EXERCISE: For each line in the data that includes "body", make a copy.

Records contained in a dataset:
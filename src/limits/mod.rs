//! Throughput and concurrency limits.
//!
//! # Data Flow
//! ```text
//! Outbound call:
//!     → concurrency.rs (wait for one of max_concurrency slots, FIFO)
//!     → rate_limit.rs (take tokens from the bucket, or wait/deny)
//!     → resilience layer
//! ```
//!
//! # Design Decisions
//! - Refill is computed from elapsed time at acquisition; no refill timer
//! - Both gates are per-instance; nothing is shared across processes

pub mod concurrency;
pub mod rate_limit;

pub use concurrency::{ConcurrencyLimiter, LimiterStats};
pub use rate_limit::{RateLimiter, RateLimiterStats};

* * *

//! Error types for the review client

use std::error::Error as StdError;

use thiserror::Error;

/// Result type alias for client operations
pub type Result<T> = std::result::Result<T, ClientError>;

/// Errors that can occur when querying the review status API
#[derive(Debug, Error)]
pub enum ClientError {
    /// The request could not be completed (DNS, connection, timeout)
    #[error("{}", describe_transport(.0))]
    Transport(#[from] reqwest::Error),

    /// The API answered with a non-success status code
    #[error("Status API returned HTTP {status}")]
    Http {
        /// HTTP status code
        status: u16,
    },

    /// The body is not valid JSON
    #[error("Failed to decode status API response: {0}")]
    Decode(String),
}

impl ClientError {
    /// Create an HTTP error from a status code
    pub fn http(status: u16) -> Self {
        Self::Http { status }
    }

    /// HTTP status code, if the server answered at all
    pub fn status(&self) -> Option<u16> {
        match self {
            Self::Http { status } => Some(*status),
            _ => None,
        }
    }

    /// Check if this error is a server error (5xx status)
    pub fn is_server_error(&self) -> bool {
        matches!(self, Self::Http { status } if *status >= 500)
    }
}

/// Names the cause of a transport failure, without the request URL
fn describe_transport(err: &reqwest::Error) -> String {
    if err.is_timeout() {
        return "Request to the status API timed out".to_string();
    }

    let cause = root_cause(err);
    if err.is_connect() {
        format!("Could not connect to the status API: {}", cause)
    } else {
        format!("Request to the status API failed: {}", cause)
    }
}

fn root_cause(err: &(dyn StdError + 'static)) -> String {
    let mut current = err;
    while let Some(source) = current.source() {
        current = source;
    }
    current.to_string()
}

...

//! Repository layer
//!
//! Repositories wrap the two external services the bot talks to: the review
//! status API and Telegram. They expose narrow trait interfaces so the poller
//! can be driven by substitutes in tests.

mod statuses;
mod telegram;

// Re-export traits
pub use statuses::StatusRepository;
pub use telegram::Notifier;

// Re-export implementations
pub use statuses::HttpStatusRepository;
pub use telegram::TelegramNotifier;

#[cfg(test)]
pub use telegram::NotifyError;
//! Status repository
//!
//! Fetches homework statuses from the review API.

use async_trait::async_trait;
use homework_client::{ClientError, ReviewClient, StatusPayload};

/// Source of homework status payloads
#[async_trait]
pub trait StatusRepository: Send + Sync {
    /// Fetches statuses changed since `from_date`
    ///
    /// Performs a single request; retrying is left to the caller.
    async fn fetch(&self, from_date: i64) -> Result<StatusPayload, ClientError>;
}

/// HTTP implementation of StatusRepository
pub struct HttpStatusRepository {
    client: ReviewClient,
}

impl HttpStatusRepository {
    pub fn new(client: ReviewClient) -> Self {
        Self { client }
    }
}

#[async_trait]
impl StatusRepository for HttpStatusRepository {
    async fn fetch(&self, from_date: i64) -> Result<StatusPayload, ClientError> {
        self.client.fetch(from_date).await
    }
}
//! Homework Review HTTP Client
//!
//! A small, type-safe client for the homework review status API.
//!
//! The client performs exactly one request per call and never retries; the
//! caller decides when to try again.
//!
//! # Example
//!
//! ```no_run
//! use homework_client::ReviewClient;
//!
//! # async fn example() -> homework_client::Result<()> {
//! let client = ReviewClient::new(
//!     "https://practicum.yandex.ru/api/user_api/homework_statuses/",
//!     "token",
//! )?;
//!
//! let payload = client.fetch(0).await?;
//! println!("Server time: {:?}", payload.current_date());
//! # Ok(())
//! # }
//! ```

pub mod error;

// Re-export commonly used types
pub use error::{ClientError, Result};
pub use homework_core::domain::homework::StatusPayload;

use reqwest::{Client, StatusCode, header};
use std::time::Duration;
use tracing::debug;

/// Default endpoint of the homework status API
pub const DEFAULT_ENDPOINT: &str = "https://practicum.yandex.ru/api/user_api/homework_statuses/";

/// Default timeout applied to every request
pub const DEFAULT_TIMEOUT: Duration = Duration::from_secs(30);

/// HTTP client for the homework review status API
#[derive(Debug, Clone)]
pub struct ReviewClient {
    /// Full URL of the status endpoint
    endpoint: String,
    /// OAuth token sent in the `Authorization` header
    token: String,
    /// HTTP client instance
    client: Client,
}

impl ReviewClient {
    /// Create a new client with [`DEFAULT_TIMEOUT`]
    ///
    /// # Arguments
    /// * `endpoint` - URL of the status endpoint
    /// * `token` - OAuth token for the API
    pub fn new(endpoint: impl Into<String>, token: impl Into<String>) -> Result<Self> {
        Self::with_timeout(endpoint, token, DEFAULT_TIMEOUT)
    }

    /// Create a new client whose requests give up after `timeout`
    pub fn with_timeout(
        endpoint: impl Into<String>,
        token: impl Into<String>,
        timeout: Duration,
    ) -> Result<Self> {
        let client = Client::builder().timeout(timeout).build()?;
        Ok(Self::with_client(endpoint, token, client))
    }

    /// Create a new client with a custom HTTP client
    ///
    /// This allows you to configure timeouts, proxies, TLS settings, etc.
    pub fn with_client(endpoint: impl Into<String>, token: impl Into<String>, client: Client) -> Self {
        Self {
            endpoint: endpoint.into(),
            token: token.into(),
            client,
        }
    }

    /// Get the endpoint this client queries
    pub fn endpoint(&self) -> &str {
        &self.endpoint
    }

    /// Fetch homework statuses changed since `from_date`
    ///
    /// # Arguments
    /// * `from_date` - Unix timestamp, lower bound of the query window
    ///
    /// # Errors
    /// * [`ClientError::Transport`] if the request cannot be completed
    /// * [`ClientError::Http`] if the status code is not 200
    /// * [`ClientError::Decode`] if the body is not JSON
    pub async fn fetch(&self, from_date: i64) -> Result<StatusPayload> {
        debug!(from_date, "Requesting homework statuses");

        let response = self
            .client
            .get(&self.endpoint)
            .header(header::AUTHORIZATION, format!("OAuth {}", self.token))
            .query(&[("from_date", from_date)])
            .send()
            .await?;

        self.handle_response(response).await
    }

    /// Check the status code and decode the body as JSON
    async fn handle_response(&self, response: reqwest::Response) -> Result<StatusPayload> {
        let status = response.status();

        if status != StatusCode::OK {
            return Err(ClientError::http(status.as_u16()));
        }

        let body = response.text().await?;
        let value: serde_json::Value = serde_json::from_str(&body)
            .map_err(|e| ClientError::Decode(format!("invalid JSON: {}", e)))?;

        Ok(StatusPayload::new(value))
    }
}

SOLUTION:
    /// The body is not valid JSON
    /// * [`ClientError::Decode`] if the body is not JSON
    /// Check the status code and decode the body as JSON
        let body = response.text().await?;
        let value: serde_json::Value = serde_json::from_str(&body)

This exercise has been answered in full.